Three roommates paid a visit to a guidance counselor. Each girl was in needed to figure out how to pursue their interests, so they took the logical step to find out.

The counselor asked each of the girls their area of interest they wanted to pursue.

The first girl replied, “I want to pursue being a success.”

The second girl said, “I want to pursue happiness.”

Girl number three claimed, “I want to learn how to please people.”

After listening to their replies, the counselor sat back in his chair and scratched his head with a sigh. “Well now, you all have very big ambitions and seem equally enthusiastic and committed to them.

However, I would like you each to reconsider your pursuits, because the one’s you’ve chosen are quite ambiguous.”

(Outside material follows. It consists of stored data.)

//! Physics backend access.
//!
//! [`Backend`] is the seam between the engine's request/reply data and
//! the network. [`HttpBackend`] talks to the real service with blocking
//! `reqwest` on the network worker thread; tests substitute an in-memory
//! implementation.

use std::time::Duration;

use reqwest::blocking::{Client, Response};
use serde::de::DeserializeOwned;
use serde::Serialize;
use tracing::debug;

use propviz_core::enums::CoordinateMode;
use propviz_core::error::BackendError;
use propviz_core::results::{InterferenceResult, LosProfile, StatsOverview};
use propviz_core::types::{HeatPoint, Position, Scene};
use propviz_sim::{BackendReply, BackendRequest, HeatmapQuery, InterferenceQuery, ProfileQuery};

use crate::wire::{
    FilterPreset, GridSceneDto, HeatmapRequestDto, HeatmapResponseDto, InterferenceRequestDto,
    LosRequestDto, MoveDto, ScenarioDto,
};

pub trait Backend {
    fn fetch_scene(&self) -> Result<Scene, BackendError>;

    fn fetch_stats(&self) -> Result<StatsOverview, BackendError>;

    fn commit_move(&self, id: &str, position: Position) -> Result<(), BackendError>;

    fn fetch_heatmap(&self, query: &HeatmapQuery) -> Result<Vec<HeatPoint>, BackendError>;

    fn fetch_profile(&self, query: &ProfileQuery) -> Result<LosProfile, BackendError>;

    fn fetch_interference(&self, query: &InterferenceQuery) -> Result<InterferenceResult, BackendError>;
}

/// Answer one engine request. Never fails; failures travel inside the reply.
pub fn execute<B>(backend: &B, request: BackendRequest) -> BackendReply
where
    B: Backend + ?Sized,
{
    debug!(request = request.label(), "backend request");
    match request {
        BackendRequest::FetchScene => BackendReply::Scene(backend.fetch_scene()),
        BackendRequest::FetchStats => BackendReply::Stats(backend.fetch_stats()),
        BackendRequest::CommitMove {
            id,
            position,
            previous,
        } => {
            let result = backend.commit_move(&id, position);
            BackendReply::MoveCommitted {
                id,
                previous,
                result,
            }
        }
        BackendRequest::Heatmap(query) => BackendReply::Heatmap(backend.fetch_heatmap(&query)),
        BackendRequest::Profile(query) => BackendReply::Profile(backend.fetch_profile(&query)),
        BackendRequest::Interference(query) => BackendReply::Interference {
            result: backend.fetch_interference(&query),
            receiver_id: query.receiver.id,
        },
    }
}

// ---- HTTP ----

/// Connection settings for [`HttpBackend`].
#[derive(Debug, Clone)]
pub struct HttpSettings {
    /// API root, e.g. `http://localhost:8000/api`.
    pub base_url: String,
    pub mode: CoordinateMode,
    /// Scenario fetched as the scene in map mode.
    pub scenario_id: String,
    pub filter: FilterPreset,
    pub timeout: Duration,
}

pub struct HttpBackend {
    client: Client,
    settings: HttpSettings,
}

impl HttpBackend {
    pub fn new(settings: HttpSettings) -> Result<Self, reqwest::Error> {
        let client = Client::builder().timeout(settings.timeout).build()?;
        Ok(Self { client, settings })
    }

    pub fn settings(&self) -> &HttpSettings {
        &self.settings
    }

    fn url(&self, path: &str) -> String {
        format!("{}{}", self.settings.base_url.trim_end_matches('/'), path)
    }

    fn get<T: DeserializeOwned>(&self, path: &str) -> Result<T, BackendError> {
        let response = self
            .client
            .get(self.url(path))
            .send()
            .map_err(|e| transport(path, e))?;
        decode(path, response)
    }

    fn post<B: Serialize, T: DeserializeOwned>(&self, path: &str, body: &B) -> Result<T, BackendError> {
        let response = self
            .client
            .post(self.url(path))
            .json(body)
            .send()
            .map_err(|e| transport(path, e))?;
        decode(path, response)
    }
}

fn transport(path: &str, err: reqwest::Error) -> BackendError {
    BackendError::Transport {
        path: path.to_string(),
        message: err.to_string(),
    }
}

fn decode<T: DeserializeOwned>(path: &str, response: Response) -> Result<T, BackendError> {
    let status = response.status();
    if !status.is_success() {
        return Err(BackendError::Status {
            path: path.to_string(),
            status: status.as_u16(),
            body: response.text().unwrap_or_default(),
        });
    }
    response.json::<T>().map_err(|e| BackendError::Decode {
        path: path.to_string(),
        message: e.to_string(),
    })
}

impl Backend for HttpBackend {
    fn fetch_scene(&self) -> Result<Scene, BackendError> {
        match self.settings.mode {
            CoordinateMode::Grid => self.get::<GridSceneDto>("/scene").map(Scene::from),
            CoordinateMode::Map => {
                let path = format!("/scenario/{}", self.settings.scenario_id);
                self.get::<ScenarioDto>(&path).map(Scene::from)
            }
        }
    }

    fn fetch_stats(&self) -> Result<StatsOverview, BackendError> {
        self.get("/stats")
    }

    fn commit_move(&self, id: &str, position: Position) -> Result<(), BackendError> {
        self.post::<_, serde_json::Value>("/entity/move", &MoveDto::new(id, position))
            .map(|_| ())
    }

    fn fetch_heatmap(&self, query: &HeatmapQuery) -> Result<Vec<HeatPoint>, BackendError> {
        let body = HeatmapRequestDto::new(query, self.settings.filter);
        self.post::<_, HeatmapResponseDto>("/radio/heatmap", &body)
            .map(HeatmapResponseDto::into_points)
    }

    fn fetch_profile(&self, query: &ProfileQuery) -> Result<LosProfile, BackendError> {
        let path = "/radio/los";
        let body = LosRequestDto::new(query).map_err(|id| BackendError::Encode {
            path: path.to_string(),
            message: format!("entity '{id}' has no geographic position"),
        })?;
        self.post(path, &body)
    }

    fn fetch_interference(&self, query: &InterferenceQuery) -> Result<InterferenceResult, BackendError> {
        let path = "/radio/interference";
        let body = InterferenceRequestDto::new(query, self.settings.filter).map_err(|id| {
            BackendError::Encode {
                path: path.to_string(),
                message: format!("receiver '{id}' has no geographic position"),
            }
        })?;
        self.post(path, &body)
    }
}
//! RGBA raster with a floating-point coverage channel.
//!
//! Stamps accumulate into `coverage` with source-over compositing; the
//! colorize pass then writes the final RGBA bytes from it.

/// A `width x height` RGBA8 image plus per-pixel accumulated alpha.
#[derive(Debug, Clone, Default)]
pub struct Raster {
    width: u32,
    height: u32,
    rgba: Vec<u8>,
    coverage: Vec<f32>,
}

impl Raster {
    pub fn new(width: u32, height: u32) -> Self {
        let n = width as usize * height as usize;
        Self {
            width,
            height,
            rgba: vec![0; n * 4],
            coverage: vec![0.0; n],
        }
    }

    pub fn width(&self) -> u32 {
        self.width
    }

    pub fn height(&self) -> u32 {
        self.height
    }

    /// True when either dimension is zero; nothing can be drawn.
    pub fn is_empty(&self) -> bool {
        self.width == 0 || self.height == 0
    }

    /// Reallocate to a new size. Contents are discarded.
    pub fn resize(&mut self, width: u32, height: u32) {
        if width != self.width || height != self.height {
            *self = Self::new(width, height);
        } else {
            self.clear();
        }
    }

    /// Fully transparent.
    pub fn clear(&mut self) {
        self.rgba.fill(0);
        self.coverage.fill(0.0);
    }

    fn index(&self, x: i64, y: i64) -> Option<usize> {
        if x < 0 || y < 0 || x >= self.width as i64 || y >= self.height as i64 {
            return None;
        }
        Some(y as usize * self.width as usize + x as usize)
    }

    /// Source-over composite of coverage `a` onto pixel `(x, y)`.
    /// Out-of-bounds pixels are ignored.
    pub fn blend(&mut self, x: i64, y: i64, a: f32) {
        if let Some(i) = self.index(x, y) {
            let dst = self.coverage[i];
            self.coverage[i] = a + dst * (1.0 - a);
        }
    }

    /// Accumulated coverage at `(x, y)`, 0 outside the raster.
    pub fn coverage(&self, x: i64, y: i64) -> f32 {
        self.index(x, y).map_or(0.0, |i| self.coverage[i])
    }

    /// Quantize coverage to 8-bit alpha and map each covered pixel to a color.
    /// Pixels whose quantized alpha is zero stay fully transparent.
    pub fn colorize(&mut self, color_for: impl Fn(f64) -> [u8; 3]) {
        for (i, &c) in self.coverage.iter().enumerate() {
            let byte = (f64::from(c) * 255.0).round().clamp(0.0, 255.0) as u8;
            let px = &mut self.rgba[i * 4..i * 4 + 4];
            if byte == 0 {
                px.fill(0);
                continue;
            }
            let a = f64::from(byte) / 255.0;
            let [r, g, b] = color_for(a);
            px.copy_from_slice(&[r, g, b, byte]);
        }
    }

    /// RGBA bytes of pixel `(x, y)`.
    pub fn pixel(&self, x: u32, y: u32) -> Option<[u8; 4]> {
        let i = self.index(i64::from(x), i64::from(y))?;
        let px = &self.rgba[i * 4..i * 4 + 4];
        Some([px[0], px[1], px[2], px[3]])
    }

    /// Row-major RGBA8 buffer.
    pub fn bytes(&self) -> &[u8] {
        &self.rgba
    }

    /// Number of pixels with non-zero output alpha.
    pub fn painted_pixels(&self) -> usize {
        self.rgba.chunks_exact(4).filter(|px| px[3] > 0).count()
    }
}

Success Girl and Happiness Girl can’t understand why the counselor wants to dissuade them from their chosen pursuits. “Why can’t we pursue our interests?” they asked.

“The answer is quite simple,” responded the counselor. “You don’t find success, success finds you. You don’t find happiness, happiness finds you.

You see girls, success and happiness are the byproducts of the thing you choose to do. You do things that may lead to success, you do things in life that give you joy, and if you’re lucky—success and happiness will find you. All you can do is prepare yourself so you improve the odds that you’ll be found by success and happiness.”

Meanwhile, girl number three isn’t feeling real confident after hearing the counselor’s response to her roommates. So, she asked, “Doesn’t everyone want to learn how to please people, after all, isn’t that what people expect—to be pleased?”

The counselor responded, “No, not everyone wants to be pleased, in some cases, people pleasers are despised for not having a mind of their own. Being kind and considerate is one thing—however, pleasing people is the equivalent of diving into a black hole. You have no idea what may please people from moment to moment. And, even if you did—you’d have to do it in a way that they could receive it—they would have to want it—and it would have to serve a purpose or meet a need. Pleasing people is a lost art form, and should remain so. If you do anything, you may try to strive for conscientiousness, but that’s the most you can hope for.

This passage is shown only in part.